The Black Spider is an opera in three acts by Judith Weir with a libretto by the composer. The work is loosely based on the 1842 novella Die schwarze Spinne by Jeremias Gotthelf. Norman Platt, director of Kent Opera, described how his finance director Robin Jessel lent him a recording of King Harald's Saga by Weir; Platt was much impressed by its originality and having listened to more of her music, met with her, and commissioned a young people's opera with funds from the Arts Council. The work was first performed in the crypt of Canterbury Cathedral on 6 March 1985, with tenor Armistead Wilkinson and children of the Frank Hooker School; it lasts around one hour and a quarter. Weir describes the opera's tone as “somewhere between a video nasty and an Ealing comedy”.
Synopsis
The opera exploits the collision of two plots and switches back and forth between a Polish legend of the Middle Ages and a contemporary newspaper cutting about a curse on the opening of a tomb in Cracow Cathedral. Villagers oppressed by a wicked landlord are given the task of carrying an entire beech forest to the mountain-top where he lives. A strange green man appears and says he will undertake the task provided the village girl, Christina, weds him. Christina is planning to marry Carl, but believes that she can the fix the matter later. The little green man fulfills his pledge as agreed, but Christina naturally breaks her word, wedding Carl. At the ceremony a spider crawls out from her hand, and this then proceeds to cause a plague in the village. Finally the disaster is stopped when Christina catches the spider and buries it in a grave outside the church. In the modern story excavations are taking place at the tomb of Casimir IV, in Wawel Cathedral, Cracow. More and more archaeologists are affected by a deadly virus with no clue to why it is happening.
German Version
Conductor and composer Benjamin Gordon was asked by the Staatsoper Hamburg to revise and expand the opera for the 2008/2009 season.
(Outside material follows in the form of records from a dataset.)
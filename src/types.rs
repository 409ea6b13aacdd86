//! Core types shared by the channel pipeline

use serde::{Deserialize, Serialize};

/// Identity of a channel as reported by the video source
#[derive(Debug, Clone, PartialEq, Eq)]
pub struct ChannelInfo {
    pub id: String,
    pub name: String,
}

/// Per-video metadata
#[derive(Debug, Clone, PartialEq, Eq, Default)]
pub struct VideoInfo {
    pub title: String,
    /// Upload date as reported by the platform (`YYYYMMDD`)
    pub published_date: Option<String>,
    pub is_live: bool,
    pub is_unavailable: bool,
}

/// One timed line of a caption track
#[derive(Debug, Clone, PartialEq, Serialize, Deserialize)]
pub struct CaptionSegment {
    pub text: String,
    pub start: f64, // seconds
}

/// Transcript of one video as stored on disk and merged into the document
#[derive(Debug, Clone, PartialEq, Serialize, Deserialize)]
pub struct TranscriptRecord {
    pub title: String,
    pub video_id: String,
    #[serde(default)]
    pub published_date: Option<String>,
    #[serde(default)]
    pub transcript: Vec<CaptionSegment>,
}

impl TranscriptRecord {
    pub fn new(video_id: &str, info: &VideoInfo, transcript: Vec<CaptionSegment>) -> Self {
        Self {
            title: info.title.clone(),
            video_id: video_id.to_string(),
            published_date: info.published_date.clone(),
            transcript,
        }
    }

    /// Record for a speech-to-text transcription, which carries no timing.
    pub fn from_audio(video_id: &str, info: &VideoInfo, text: String) -> Self {
        Self::new(video_id, info, vec![CaptionSegment { text, start: 0.0 }])
    }

    /// Caption text joined with single spaces.
    pub fn full_text(&self) -> String {
        self.transcript
            .iter()
            .map(|segment| segment.text.as_str())
            .collect::<Vec<_>>()
            .join(" ")
    }
}

/// Result of fetching the transcript of a single video
#[derive(Debug, Clone, PartialEq)]
pub enum TranscriptOutcome {
    Success(TranscriptRecord),
    /// A cached entry already exists; carries the record when it holds one
    Skipped(Option<TranscriptRecord>),
    Disabled,
    NotFound,
    Live,
    Unavailable,
    Error(String),
}

impl TranscriptOutcome {
    pub fn label(&self) -> &'static str {
        match self {
            TranscriptOutcome::Success(_) => "success",
            TranscriptOutcome::Skipped(_) => "skipped",
            TranscriptOutcome::Disabled => "disabled",
            TranscriptOutcome::NotFound => "not_found",
            TranscriptOutcome::Live => "live",
            TranscriptOutcome::Unavailable => "unavailable",
            TranscriptOutcome::Error(_) => "error",
        }
    }

    /// Captions are missing for reasons an audio transcription can work around
    pub fn wants_audio_fallback(&self) -> bool {
        matches!(
            self,
            TranscriptOutcome::Disabled | TranscriptOutcome::NotFound
        )
    }

    pub fn into_record(self) -> Option<TranscriptRecord> {
        match self {
            TranscriptOutcome::Success(record) => Some(record),
            TranscriptOutcome::Skipped(record) => record,
            _ => None,
        }
    }
}

#[cfg(test)]
mod tests {
    use super::*;

    fn info() -> VideoInfo {
        VideoInfo {
            title: "Intro".to_string(),
            published_date: Some("20240101".to_string()),
            ..VideoInfo::default()
        }
    }

    #[test]
    fn full_text_joins_segments() {
        let record = TranscriptRecord::new(
            "abc",
            &info(),
            vec![
                CaptionSegment {
                    text: "Hello".to_string(),
                    start: 0.0,
                },
                CaptionSegment {
                    text: "world.".to_string(),
                    start: 1.2,
                },
            ],
        );
        assert_eq!(record.full_text(), "Hello world.");
        assert_eq!(record.published_date.as_deref(), Some("20240101"));
    }

    #[test]
    fn only_missing_captions_trigger_audio_fallback() {
        assert!(TranscriptOutcome::Disabled.wants_audio_fallback());
        assert!(TranscriptOutcome::NotFound.wants_audio_fallback());
        assert!(!TranscriptOutcome::Live.wants_audio_fallback());
        assert!(!TranscriptOutcome::Error("boom".into()).wants_audio_fallback());
    }

    #[test]
    fn skipped_outcome_keeps_cached_record() {
        let record = TranscriptRecord::from_audio("abc", &info(), "Spoken text".to_string());
        let outcome = TranscriptOutcome::Skipped(Some(record.clone()));
        assert_eq!(outcome.label(), "skipped");
        assert_eq!(outcome.into_record(), Some(record));
        assert_eq!(TranscriptOutcome::Unavailable.into_record(), None);
    }

    #[test]
    fn record_deserializes_without_optional_fields() {
        let record: TranscriptRecord =
            serde_json::from_str(r#"{"title": "T", "video_id": "v"}"#).unwrap();
        assert!(record.transcript.is_empty());
        assert_eq!(record.published_date, None);
    }
}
In order to differentiate from the English version, the German version is also known as "Das Geheimnis der schwarzen Spinne". The orchestra was expanded to include full strings, augmenting the original clarinets, trumpets. The percussion parts were significantly changed, replacing many of the home-made instruments with traditional percussion instruments. The original guitar part was replaced with a new, prominent harp part. The vocal parts were transposed to allow the singers to use more of their range, and arias and ensembles were extended, using new material based on existing motives. The addition of several new orchestral interludes incorporating bits of the existing music make the work slightly longer. In comparison to the original orchestration, Gordon's orchestration is still tailored for young players, however for more advanced players than in the original as it is rhythmically more complex. In some places the music became more Transylvanian, in others more sinister, while the “spider” music enables the orchestra share the limelight with the singers. Judith Weir attended the premiere on February 8, 2009. The "Hamburg" Version has been subsequently performed in Bonn, Regensburg and Dortmund.